Soy isoflavones suppress invasiveness of breast cancer cells by the inhibition of NF-kappaB/AP-1-dependent and -independent pathways.

High consumption of soy products in some Asian countries has been linked to the low incidence of breast cancer in women. The chemopreventive effect of the soy isoflavone, genistein, has been observed through the suppression of cell proliferation, inhibition of angiogenesis and stimulation of apoptosis in breast carcinoma cells. Cancer metastasis consists of interdependent processes, including cell adhesion, migration and invasion. In the present study, we compare the effect of soy isoflavones in the form of aglycones (genistein, daidzein and glycitein) and glucosides (genistin, daidzin and glycitin) on the behavior of highly invasive breast cancer cells.
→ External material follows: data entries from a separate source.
//! Metrics instrumentation for dns-ha.
//!
//! All metrics are prefixed with `dns_ha_`.

use metrics::{counter, gauge};
use std::net::IpAddr;
use std::time::{SystemTime, UNIX_EPOCH};

use crate::status::{HEALTHY_STATE_NAME, UNHEALTHY_STATE_NAME};

fn unix_now() -> f64 {
    SystemTime::now()
        .duration_since(UNIX_EPOCH)
        .map(|elapsed| elapsed.as_secs_f64())
        .unwrap_or(0.0)
}

/// Record the start of the process.
pub fn record_process_start() {
    gauge!("dns_ha_process_start_timestamp_seconds").set(unix_now());
}

/// Refresh the heartbeat timestamp.
pub fn record_heartbeat() {
    gauge!("dns_ha_heartbeat_timestamp_seconds").set(unix_now());
}

/// Count an error, labelled by hostname and reason.
pub fn record_error(hostname: &str, error: &str) {
    counter!(
        "dns_ha_errors_total",
        "hostname" => hostname.to_string(),
        "error" => error.to_string()
    )
    .increment(1);
}

/// Record the current status of a record as a 0/1 gauge per terminal state.
pub fn record_status(hostname: &str, ip: IpAddr, status_name: &str) {
    for state in [HEALTHY_STATE_NAME, UNHEALTHY_STATE_NAME] {
        let value = if state == status_name { 1.0 } else { 0.0 };
        gauge!(
            "dns_ha_status",
            "hostname" => hostname.to_string(),
            "ip" => ip.to_string(),
            "status" => state
        )
        .set(value);
    }
}

/// Record the time of a record's status change.
pub fn record_status_change(hostname: &str, ip: IpAddr) {
    gauge!(
        "dns_ha_status_change_timestamp_seconds",
        "hostname" => hostname.to_string(),
        "ip" => ip.to_string()
    )
    .set(unix_now());
}

/// Record whether an address is currently active for its hostname.
pub fn record_active_record(hostname: &str, ip: IpAddr, active: bool) {
    gauge!(
        "dns_ha_active_record",
        "hostname" => hostname.to_string(),
        "ip" => ip.to_string()
    )
    .set(if active { 1.0 } else { 0.0 });
}

/// Record the number of active records for a hostname.
pub fn record_active_records(hostname: &str, count: usize) {
    gauge!("dns_ha_active_records_total", "hostname" => hostname.to_string()).set(count as f64);
}

/// Record the number of configured records for a hostname.
pub fn record_configured_records(hostname: &str, count: usize) {
    gauge!("dns_ha_configured_records_total", "hostname" => hostname.to_string()).set(count as f64);
}
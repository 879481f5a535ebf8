//! dns-ha - DNS-based high availability for small, statically-configured
//! fleets.
//!
//! For each managed hostname an operator declares two or more candidate
//! addresses with priorities. dns-ha continuously probes them, applies
//! hysteresis to status transitions, selects the highest-priority healthy
//! address per address family and reconciles unbound's local-data file,
//! reloading unbound only when the file actually changed.
//!
//! ## Architecture
//!
//! ```text
//! ┌────────────────────────────────────────────────────────────────┐
//! │                            dns-ha                              │
//! │                                                                │
//! │  ┌──────────────┐   ┌───────────────┐   ┌──────────────────┐  │
//! │  │  Probes      │──▶│  Hysteresis   │──▶│  Selector        │  │
//! │  │  tcp/icmp/   │   │  state        │   │  (per family,    │  │
//! │  │  http        │   │  machine      │   │  by priority)    │  │
//! │  └──────────────┘   └───────────────┘   └────────┬─────────┘  │
//! │        ▲ every 30s                               │            │
//! │  ┌─────┴────────┐   ┌───────────────┐   ┌────────▼─────────┐  │
//! │  │ RecordManager│──▶│  systemctl    │◀──│  ZoneFile        │  │
//! │  │ (tick loop)  │   │  reload/      │   │  local-data diff │  │
//! │  └──────────────┘   │  restart      │   │  + atomic write  │  │
//! │                     └───────────────┘   └──────────────────┘  │
//! └────────────────────────────────────────────────────────────────┘
//! ```
//!
//! ## Zone ownership
//!
//! dns-ha owns exactly the lines `local-data: "HOSTNAME TTL FAMILY ADDRESS"`
//! for hostnames listed in its configuration. Every other line of the zone
//! file is preserved byte for byte.
//!
//! ## Example Usage
//!
//! ```rust,ignore
//! use dns_ha::{Config, RecordManager, SystemdUnit, ZoneFile};
//! use tokio_util::sync::CancellationToken;
//!
//! #[tokio::main]
//! async fn main() {
//!     let config = Config::load("/etc/dns-ha.yaml".as_ref()).unwrap();
//!     config.validate().unwrap();
//!
//!     let zone = ZoneFile::new(&config.unbound.db_file, config.unbound.create_file).unwrap();
//!     let service = SystemdUnit::new(&config.unbound.service_name).await.unwrap();
//!     let records = dns_ha::record::build_managed_records(&config).unwrap();
//!
//!     let mut manager = RecordManager::new(zone, Box::new(service), records);
//!     manager.run(CancellationToken::new()).await;
//! }
//! ```

#![warn(missing_docs)]

pub mod config;
pub mod error;
pub mod manager;
pub mod metrics;
pub mod probe;
pub mod record;
pub mod selector;
pub mod service;
pub mod status;
pub mod telemetry;
pub mod unbound;

// Re-export main types
pub use config::{Config, ProbeConfig, RecordConfig, UnboundConfig};
pub use error::DnsHaError;
pub use manager::RecordManager;
pub use probe::{Probe, ProbeError};
pub use record::{DnsRecord, ManagedRecord, RecordFamily};
pub use service::{ServiceError, ServiceLifecycle, SystemdUnit};
pub use status::{Observation, Status, StatusPolicy};
pub use unbound::ZoneFile;
//! Telemetry setup for dns-ha.
//!
//! Tracing goes to stdout through `tracing-subscriber`. Metrics are exposed
//! either over HTTP (`metrics_addr`) or by periodically dumping the
//! Prometheus text format to a file (`metrics_file`); both modes refresh the
//! heartbeat gauge once a minute.

use metrics_exporter_prometheus::{PrometheusBuilder, PrometheusHandle};
use std::net::SocketAddr;
use std::path::{Path, PathBuf};
use std::time::Duration;
use tokio::sync::mpsc;
use tokio_util::sync::CancellationToken;
use tracing::{error, info};
use tracing_subscriber::layer::SubscriberExt;
use tracing_subscriber::util::SubscriberInitExt;
use tracing_subscriber::EnvFilter;

use crate::config::{Config, DEFAULT_METRICS_ADDR};
use crate::error::DnsHaError;
use crate::metrics as ha_metrics;

/// How often the heartbeat gauge is refreshed and, in file mode, the
/// metrics file rewritten.
const HEARTBEAT_INTERVAL: Duration = Duration::from_secs(60);

/// Initialize tracing with an env-filter; `--debug` lowers the default
/// level to `debug`.
pub fn init_tracing(debug: bool) {
    let default_level = if debug { "debug" } else { "info" };
    let env_filter =
        EnvFilter::try_from_default_env().unwrap_or_else(|_| EnvFilter::new(default_level));

    tracing_subscriber::registry()
        .with(env_filter)
        .with(tracing_subscriber::fmt::layer())
        .init();
}

/// Where metrics are exposed.
#[derive(Debug, Clone)]
pub enum MetricsSink {
    /// Serve `/metrics` over HTTP.
    Http(SocketAddr),
    /// Rewrite a Prometheus text file once a minute.
    File(PathBuf),
}

impl MetricsSink {
    /// Derive the sink from a validated configuration, falling back to the
    /// default listen address when neither option is set.
    pub fn from_config(config: &Config) -> Self {
        match (config.metrics_addr, &config.metrics_file) {
            (Some(addr), _) => MetricsSink::Http(addr),
            (None, Some(path)) => MetricsSink::File(path.clone()),
            (None, None) => MetricsSink::Http(DEFAULT_METRICS_ADDR),
        }
    }
}

/// Install the Prometheus recorder and start the exposition tasks.
///
/// Returns a receiver that yields at most one message: a fatal error from
/// the metrics subsystem (the process is expected to exit with code 1).
pub fn start_metrics(
    sink: MetricsSink,
    cancel: CancellationToken,
) -> Result<mpsc::Receiver<String>, DnsHaError> {
    let (failures, failure_rx) = mpsc::channel(1);

    match sink {
        MetricsSink::Http(addr) => {
            let (recorder, exporter) = PrometheusBuilder::new()
                .with_http_listener(addr)
                .build()?;
            metrics::set_global_recorder(recorder).map_err(|_| {
                DnsHaError::Config("a global metrics recorder is already installed".to_string())
            })?;
            info!(%addr, "Prometheus metrics exporter started");

            tokio::spawn(async move {
                if let Err(err) = exporter.await {
                    let _ = failures.send(format!("metrics server failed: {err:?}")).await;
                }
            });
            tokio::spawn(heartbeat_loop(cancel));
        }
        MetricsSink::File(path) => {
            let handle = PrometheusBuilder::new().install_recorder()?;
            info!(path = %path.display(), "dumping metrics to file");
            tokio::spawn(file_writer_loop(handle, path, cancel));
        }
    }

    // Only meaningful once the global recorder is in place.
    ha_metrics::record_process_start();
    ha_metrics::record_heartbeat();

    Ok(failure_rx)
}

/// Refresh the heartbeat gauge until shutdown.
async fn heartbeat_loop(cancel: CancellationToken) {
    let mut interval = tokio::time::interval(HEARTBEAT_INTERVAL);
    interval.tick().await; // immediate first tick; heartbeat already set

    loop {
        tokio::select! {
            _ = cancel.cancelled() => return,
            _ = interval.tick() => ha_metrics::record_heartbeat(),
        }
    }
}

/// Periodically render the registry to the metrics file.
async fn file_writer_loop(handle: PrometheusHandle, path: PathBuf, cancel: CancellationToken) {
    let mut interval = tokio::time::interval(HEARTBEAT_INTERVAL);
    interval.tick().await;

    loop {
        tokio::select! {
            _ = cancel.cancelled() => return,
            _ = interval.tick() => {
                ha_metrics::record_heartbeat();
                if let Err(err) = write_metrics(&handle, &path) {
                    error!(%err, "error dumping metrics");
                }
            }
        }
    }
}

/// Write the rendered metrics via a sibling temp file and rename.
fn write_metrics(handle: &PrometheusHandle, path: &Path) -> std::io::Result<()> {
    let rendered = handle.render();
    let tmp = PathBuf::from(format!("{}.tmp", path.display()));
    std::fs::write(&tmp, rendered)?;
    std::fs::rename(&tmp, path)
}
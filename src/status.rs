//! Hysteresis state machine translating probe observations into a stable
//! per-record status.
//!
//! A record starts in [`Status::Initial`] and settles into
//! [`Status::Healthy`] or [`Status::Unhealthy`] once enough consecutive
//! observations agree. Once settled, a streak counter guards every
//! transition so that a single flapping probe cannot move a record between
//! states.

use serde::Deserialize;

/// Metric label for the initial state.
pub const INITIAL_STATE_NAME: &str = "initial";
/// Metric label for the healthy state.
pub const HEALTHY_STATE_NAME: &str = "healthy";
/// Metric label for the unhealthy state.
pub const UNHEALTHY_STATE_NAME: &str = "unhealthy";

/// Outcome of a single probe run, as seen by the state machine.
#[derive(Debug, Clone, Copy, PartialEq, Eq)]
pub enum Observation {
    /// The probe reached the address and it passed the check.
    Healthy,
    /// The probe reached a verdict: the address is not serving.
    Unhealthy,
    /// The probe could not produce a verdict (transport error, cancellation).
    Error,
}

/// Streak thresholds governing state transitions.
///
/// Field names mirror the `status` block of a record's configuration.
#[derive(Debug, Clone, Copy, PartialEq, Eq, Deserialize)]
pub struct StatusPolicy {
    /// Consecutive healthy observations required to leave `unhealthy`.
    #[serde(default = "default_healthy_streak")]
    pub healthy: u32,
    /// Consecutive unhealthy observations required to leave `healthy`.
    #[serde(default = "default_unhealthy_streak")]
    pub unhealthy: u32,
    /// Consecutive healthy observations required to settle from `initial`.
    #[serde(default = "default_initial_healthy_streak")]
    pub initial_healthy: u32,
    /// Consecutive unhealthy observations required to settle from `initial`.
    #[serde(default = "default_initial_unhealthy_streak")]
    pub initial_unhealthy: u32,
}

fn default_healthy_streak() -> u32 {
    5
}

fn default_unhealthy_streak() -> u32 {
    5
}

fn default_initial_healthy_streak() -> u32 {
    2
}

fn default_initial_unhealthy_streak() -> u32 {
    1
}

impl Default for StatusPolicy {
    fn default() -> Self {
        Self {
            healthy: default_healthy_streak(),
            unhealthy: default_unhealthy_streak(),
            initial_healthy: default_initial_healthy_streak(),
            initial_unhealthy: default_initial_unhealthy_streak(),
        }
    }
}

/// Current status of a managed record.
///
/// The streak counter always counts down towards the *opposite* state:
/// `Healthy` holds the remaining unhealthy observations before the record is
/// declared unhealthy, `Unhealthy` the remaining healthy observations before
/// recovery. `Initial` counts towards whichever direction its observations
/// are pointing, re-seeding whenever they flip.
#[derive(Debug, Clone, Copy, PartialEq, Eq)]
pub enum Status {
    /// No verdict yet; the record has not settled since startup.
    Initial {
        /// Remaining agreeing observations before settling.
        streak: u32,
        /// The direction the current streak is pointing (healthy or
        /// unhealthy, never error).
        last_seen: Observation,
    },
    /// The record is serving and eligible for selection.
    Healthy {
        /// Remaining unhealthy observations before demotion.
        streak: u32,
    },
    /// The record is down and excluded from selection.
    Unhealthy {
        /// Remaining healthy observations before recovery.
        streak: u32,
    },
}

impl Status {
    /// The status every record starts in.
    pub fn initial(policy: &StatusPolicy) -> Self {
        Status::Initial {
            streak: policy.initial_healthy,
            last_seen: Observation::Healthy,
        }
    }

    /// Stable name, used as the `status` metric label.
    pub fn name(&self) -> &'static str {
        match self {
            Status::Initial { .. } => INITIAL_STATE_NAME,
            Status::Healthy { .. } => HEALTHY_STATE_NAME,
            Status::Unhealthy { .. } => UNHEALTHY_STATE_NAME,
        }
    }

    /// True iff the record may be selected as active.
    pub fn is_healthy(&self) -> bool {
        matches!(self, Status::Healthy { .. })
    }

    /// True iff the record has not settled since startup.
    pub fn is_initial(&self) -> bool {
        matches!(self, Status::Initial { .. })
    }

    /// Advance the machine by one observation.
    #[must_use]
    pub fn step(self, observation: Observation, policy: &StatusPolicy) -> Status {
        match (self, observation) {
            (Status::Initial { mut streak, last_seen }, Observation::Healthy) => {
                if last_seen == Observation::Unhealthy {
                    streak = policy.initial_healthy;
                }
                streak = streak.saturating_sub(1);
                if streak == 0 {
                    Status::Healthy {
                        streak: policy.unhealthy,
                    }
                } else {
                    Status::Initial {
                        streak,
                        last_seen: Observation::Healthy,
                    }
                }
            }
            (Status::Initial { mut streak, last_seen }, Observation::Unhealthy) => {
                if last_seen == Observation::Healthy {
                    streak = policy.initial_unhealthy;
                }
                streak = streak.saturating_sub(1);
                if streak == 0 {
                    Status::Unhealthy {
                        streak: policy.healthy,
                    }
                } else {
                    Status::Initial {
                        streak,
                        last_seen: Observation::Unhealthy,
                    }
                }
            }
            // An errored probe carries no signal while the record is unsettled.
            (status @ Status::Initial { .. }, Observation::Error) => status,

            (Status::Healthy { .. }, Observation::Healthy) => Status::Healthy {
                streak: policy.unhealthy,
            },
            (Status::Healthy { mut streak }, _) => {
                streak = streak.saturating_sub(1);
                if streak == 0 {
                    Status::Unhealthy {
                        streak: policy.healthy,
                    }
                } else {
                    Status::Healthy { streak }
                }
            }

            (Status::Unhealthy { mut streak }, Observation::Healthy) => {
                streak = streak.saturating_sub(1);
                if streak == 0 {
                    Status::Healthy {
                        streak: policy.unhealthy,
                    }
                } else {
                    Status::Unhealthy { streak }
                }
            }
            (Status::Unhealthy { .. }, _) => Status::Unhealthy {
                streak: policy.healthy,
            },
        }
    }
}
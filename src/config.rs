//! Configuration types for dns-ha.
//!
//! The configuration is a single YAML file (default `/etc/dns-ha.yaml`)
//! mapping hostnames to candidate records. Everything is validated up front
//! via [`Config::validate`]; the control loop assumes a valid config.

use serde::Deserialize;
use std::collections::{HashMap, HashSet};
use std::net::{IpAddr, Ipv4Addr, SocketAddr, SocketAddrV4};
use std::path::{Path, PathBuf};

use crate::error::DnsHaError;
use crate::record::RecordFamily;
use crate::status::StatusPolicy;

/// Metrics address used when neither `metrics_addr` nor `metrics_file` is
/// configured.
pub const DEFAULT_METRICS_ADDR: SocketAddr =
    SocketAddr::V4(SocketAddrV4::new(Ipv4Addr::new(127, 0, 0, 1), 9223));
const DEFAULT_SERVICE_NAME: &str = "unbound";

/// Top-level configuration.
#[derive(Debug, Clone, Deserialize)]
pub struct Config {
    /// Hostname -> candidate records. Each hostname needs at least two
    /// records with distinct priorities and addresses.
    pub records: HashMap<String, Vec<RecordConfig>>,

    /// Unbound integration settings.
    pub unbound: UnboundConfig,

    /// Dump metrics to this file every minute. Mutually exclusive with
    /// `metrics_addr`.
    #[serde(default)]
    pub metrics_file: Option<PathBuf>,

    /// Serve metrics over HTTP on this address. Mutually exclusive with
    /// `metrics_file`.
    #[serde(default)]
    pub metrics_addr: Option<SocketAddr>,
}

/// One candidate record for a hostname.
#[derive(Debug, Clone, Deserialize)]
pub struct RecordConfig {
    /// The address this record resolves to.
    pub ip: IpAddr,

    /// Record family, `A` or `AAAA`. Must match the address family of `ip`.
    #[serde(rename = "type")]
    pub record_type: RecordFamily,

    /// Priority, 0..=254. Within a hostname and family the highest healthy
    /// priority wins.
    pub prio: u16,

    /// TTL in seconds, 1..=3600.
    pub ttl: u16,

    /// Health check probing this address.
    #[serde(rename = "healthchecker")]
    pub healthcheck: ProbeConfig,

    /// Streak thresholds; defaults to 5/5/2/1.
    #[serde(default)]
    pub status: StatusPolicy,
}

/// Probe selection and options, tagged by `type`.
#[derive(Debug, Clone, Deserialize)]
#[serde(tag = "type", rename_all = "lowercase")]
pub enum ProbeConfig {
    /// TCP connect probe.
    Tcp {
        /// Target port, parsed from a string, 1..=65535.
        port: String,
        /// Connect timeout (e.g. `2s`), default 5 s.
        #[serde(default)]
        timeout: Option<String>,
    },
    /// Single ICMP echo request.
    Icmp {
        /// Reply timeout (e.g. `1s`), default 3 s.
        #[serde(default)]
        timeout: Option<String>,
        /// Use a raw socket. Defaults to true on Linux and Windows.
        #[serde(default)]
        privileged: Option<bool>,
    },
    /// HTTP GET expecting 200, 201 or 301.
    Http {
        /// Use https with TLS >= 1.3, verifying the certificate against the
        /// configured hostname.
        #[serde(default)]
        use_tls: Option<bool>,
        /// Target port, parsed from a string. Defaults to the scheme's port.
        #[serde(default)]
        port: Option<String>,
    },
}

/// Unbound integration settings.
#[derive(Debug, Clone, Deserialize)]
pub struct UnboundConfig {
    /// The local-data file managed by dns-ha, included from unbound.conf.
    pub db_file: PathBuf,

    /// Systemd unit to reload after changes.
    #[serde(default = "default_service_name")]
    pub service_name: String,

    /// Create `db_file` at startup when it does not exist.
    #[serde(default = "default_create_file")]
    pub create_file: bool,
}

fn default_service_name() -> String {
    DEFAULT_SERVICE_NAME.to_string()
}

fn default_create_file() -> bool {
    true
}

impl Config {
    /// Read and parse the configuration file.
    pub fn load(path: &Path) -> Result<Self, DnsHaError> {
        let raw = std::fs::read_to_string(path)?;
        let config: Config = serde_yaml::from_str(&raw)?;
        Ok(config)
    }

    /// Validate the whole configuration, collecting every violation.
    pub fn validate(&self) -> Result<(), DnsHaError> {
        let mut errors = Vec::new();

        if self.metrics_addr.is_some() && self.metrics_file.is_some() {
            errors.push("metrics_addr and metrics_file are mutually exclusive".to_string());
        }

        for (hostname, records) in &self.records {
            if !is_valid_hostname(hostname) {
                errors.push(format!("{hostname:?} is not a valid hostname"));
            }

            if records.len() < 2 {
                errors.push(format!("less than two records defined for {hostname:?}"));
            }

            let mut seen_prios = HashSet::new();
            let mut seen_ips = HashSet::new();
            for record in records {
                if !seen_prios.insert(record.prio) {
                    errors.push(format!(
                        "duplicated prio {} for record {hostname}",
                        record.prio
                    ));
                }
                if !seen_ips.insert(record.ip) {
                    errors.push(format!(
                        "duplicated ip {} for record {hostname}",
                        record.ip
                    ));
                }

                record.validate(hostname, &mut errors);
            }
        }

        if errors.is_empty() {
            Ok(())
        } else {
            Err(DnsHaError::Config(errors.join("; ")))
        }
    }
}

impl RecordConfig {
    fn validate(&self, hostname: &str, errors: &mut Vec<String>) {
        if self.prio > 254 {
            errors.push(format!(
                "prio {} for record {hostname} exceeds 254",
                self.prio
            ));
        }

        if self.ttl == 0 || self.ttl > 3600 {
            errors.push(format!(
                "ttl {} for record {hostname} outside 1..=3600",
                self.ttl
            ));
        }

        match (self.ip, self.record_type) {
            (IpAddr::V4(_), RecordFamily::A) | (IpAddr::V6(_), RecordFamily::Aaaa) => {}
            _ => errors.push(format!(
                "address {} does not match record type {} for {hostname}",
                self.ip, self.record_type
            )),
        }

        for (what, value) in [
            ("healthy", self.status.healthy),
            ("unhealthy", self.status.unhealthy),
            ("initial_healthy", self.status.initial_healthy),
            ("initial_unhealthy", self.status.initial_unhealthy),
        ] {
            if value == 0 {
                errors.push(format!("status streak {what} for {hostname} must be >= 1"));
            }
        }
    }
}

/// RFC 1123 hostname check: dot-separated alphanumeric labels, hyphens
/// allowed inside a label, at most 253 characters overall.
fn is_valid_hostname(hostname: &str) -> bool {
    let hostname = hostname.strip_suffix('.').unwrap_or(hostname);
    if hostname.is_empty() || hostname.len() > 253 {
        return false;
    }

    hostname.split('.').all(|label| {
        !label.is_empty()
            && label.len() <= 63
            && !label.starts_with('-')
            && !label.ends_with('-')
            && label.chars().all(|c| c.is_ascii_alphanumeric() || c == '-')
    })
}

#[cfg(test)]
mod tests {
    use super::*;

    const SAMPLE: &str = r#"
records:
  a.example.com:
    - ip: 10.0.0.1
      type: A
      prio: 200
      ttl: 30
      healthchecker:
        type: tcp
        port: "80"
        timeout: 2s
    - ip: 10.0.0.2
      type: A
      prio: 100
      ttl: 30
      healthchecker:
        type: icmp
      status:
        healthy: 3
        unhealthy: 2
unbound:
  db_file: /etc/unbound/local.d/ha.conf
metrics_addr: 127.0.0.1:9223
"#;

    fn sample() -> Config {
        serde_yaml::from_str(SAMPLE).unwrap()
    }

    #[test]
    fn test_parse_sample() {
        let config = sample();
        let records = &config.records["a.example.com"];
        assert_eq!(records.len(), 2);
        assert_eq!(records[0].prio, 200);
        assert!(matches!(
            records[0].healthcheck,
            ProbeConfig::Tcp { ref port, .. } if port == "80"
        ));
        assert_eq!(config.unbound.service_name, "unbound");
        assert!(config.unbound.create_file);
        config.validate().unwrap();
    }

    #[test]
    fn test_status_defaults_applied() {
        let config = sample();
        let records = &config.records["a.example.com"];
        assert_eq!(records[0].status, StatusPolicy::default());
        assert_eq!(records[1].status.healthy, 3);
        assert_eq!(records[1].status.initial_healthy, 2);
    }

    #[test]
    fn test_unknown_probe_type_rejected() {
        let raw = SAMPLE.replace("type: tcp", "type: carrier-pigeon");
        assert!(serde_yaml::from_str::<Config>(&raw).is_err());
    }

    #[test]
    fn test_single_record_rejected() {
        let mut config = sample();
        config
            .records
            .get_mut("a.example.com")
            .unwrap()
            .truncate(1);
        assert!(config.validate().is_err());
    }

    #[test]
    fn test_duplicate_prio_rejected() {
        let mut config = sample();
        config.records.get_mut("a.example.com").unwrap()[1].prio = 200;
        assert!(config.validate().is_err());
    }

    #[test]
    fn test_duplicate_ip_rejected() {
        let mut config = sample();
        config.records.get_mut("a.example.com").unwrap()[1].ip = "10.0.0.1".parse().unwrap();
        assert!(config.validate().is_err());
    }

    #[test]
    fn test_family_mismatch_rejected() {
        let mut config = sample();
        config.records.get_mut("a.example.com").unwrap()[1].ip = "fd00::1".parse().unwrap();
        assert!(config.validate().is_err());

        let mut config = sample();
        config.records.get_mut("a.example.com").unwrap()[1].record_type = RecordFamily::Aaaa;
        assert!(config.validate().is_err());
    }

    #[test]
    fn test_prio_and_ttl_ranges() {
        let mut config = sample();
        config.records.get_mut("a.example.com").unwrap()[0].prio = 255;
        assert!(config.validate().is_err());

        let mut config = sample();
        config.records.get_mut("a.example.com").unwrap()[0].ttl = 0;
        assert!(config.validate().is_err());

        let mut config = sample();
        config.records.get_mut("a.example.com").unwrap()[0].ttl = 3601;
        assert!(config.validate().is_err());
    }

    #[test]
    fn test_metrics_sinks_mutually_exclusive() {
        let mut config = sample();
        config.metrics_file = Some(PathBuf::from("/var/lib/metrics/dns-ha.prom"));
        assert!(config.validate().is_err());
    }

    #[test]
    fn test_invalid_hostname_rejected() {
        let mut config = sample();
        let records = config.records.remove("a.example.com").unwrap();
        config.records.insert("-bad.example".to_string(), records);
        assert!(config.validate().is_err());
    }

    #[test]
    fn test_hostname_rules() {
        assert!(is_valid_hostname("a.example.com"));
        assert!(is_valid_hostname("a.example.com."));
        assert!(is_valid_hostname("host"));
        assert!(!is_valid_hostname(""));
        assert!(!is_valid_hostname("under_score.example"));
        assert!(!is_valid_hostname("double..dot"));
        assert!(!is_valid_hostname("trailing-.example"));
        assert!(!is_valid_hostname(&"x".repeat(254)));
    }
}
Here we demonstrate that genistein suppresses cell adhesion and migration by inhibiting the constitutively active transcription factors NF-kappaB and AP-1, resulting in the suppression of secretion of urokinase-type plasminogen activator (uPA) in breast cancer cells MDA-MB-231. In addition, we show that all tested soy isoflavone aglycones (genistein, daidzein, glycitein) and glucosides (genistin, daidzin, glycitin) markedly reduced motility of MDA-MB-231 cells. However, only genistein and daidzein inhibited constitutively active NF-kappaB and AP-1 and suppressed secretion of uPA from breast cancer cells. Taken together, our results suggest that dietary soy isoflavones inhibit adhesion and motility of highly invasive breast cancer cells by distinct signaling pathways.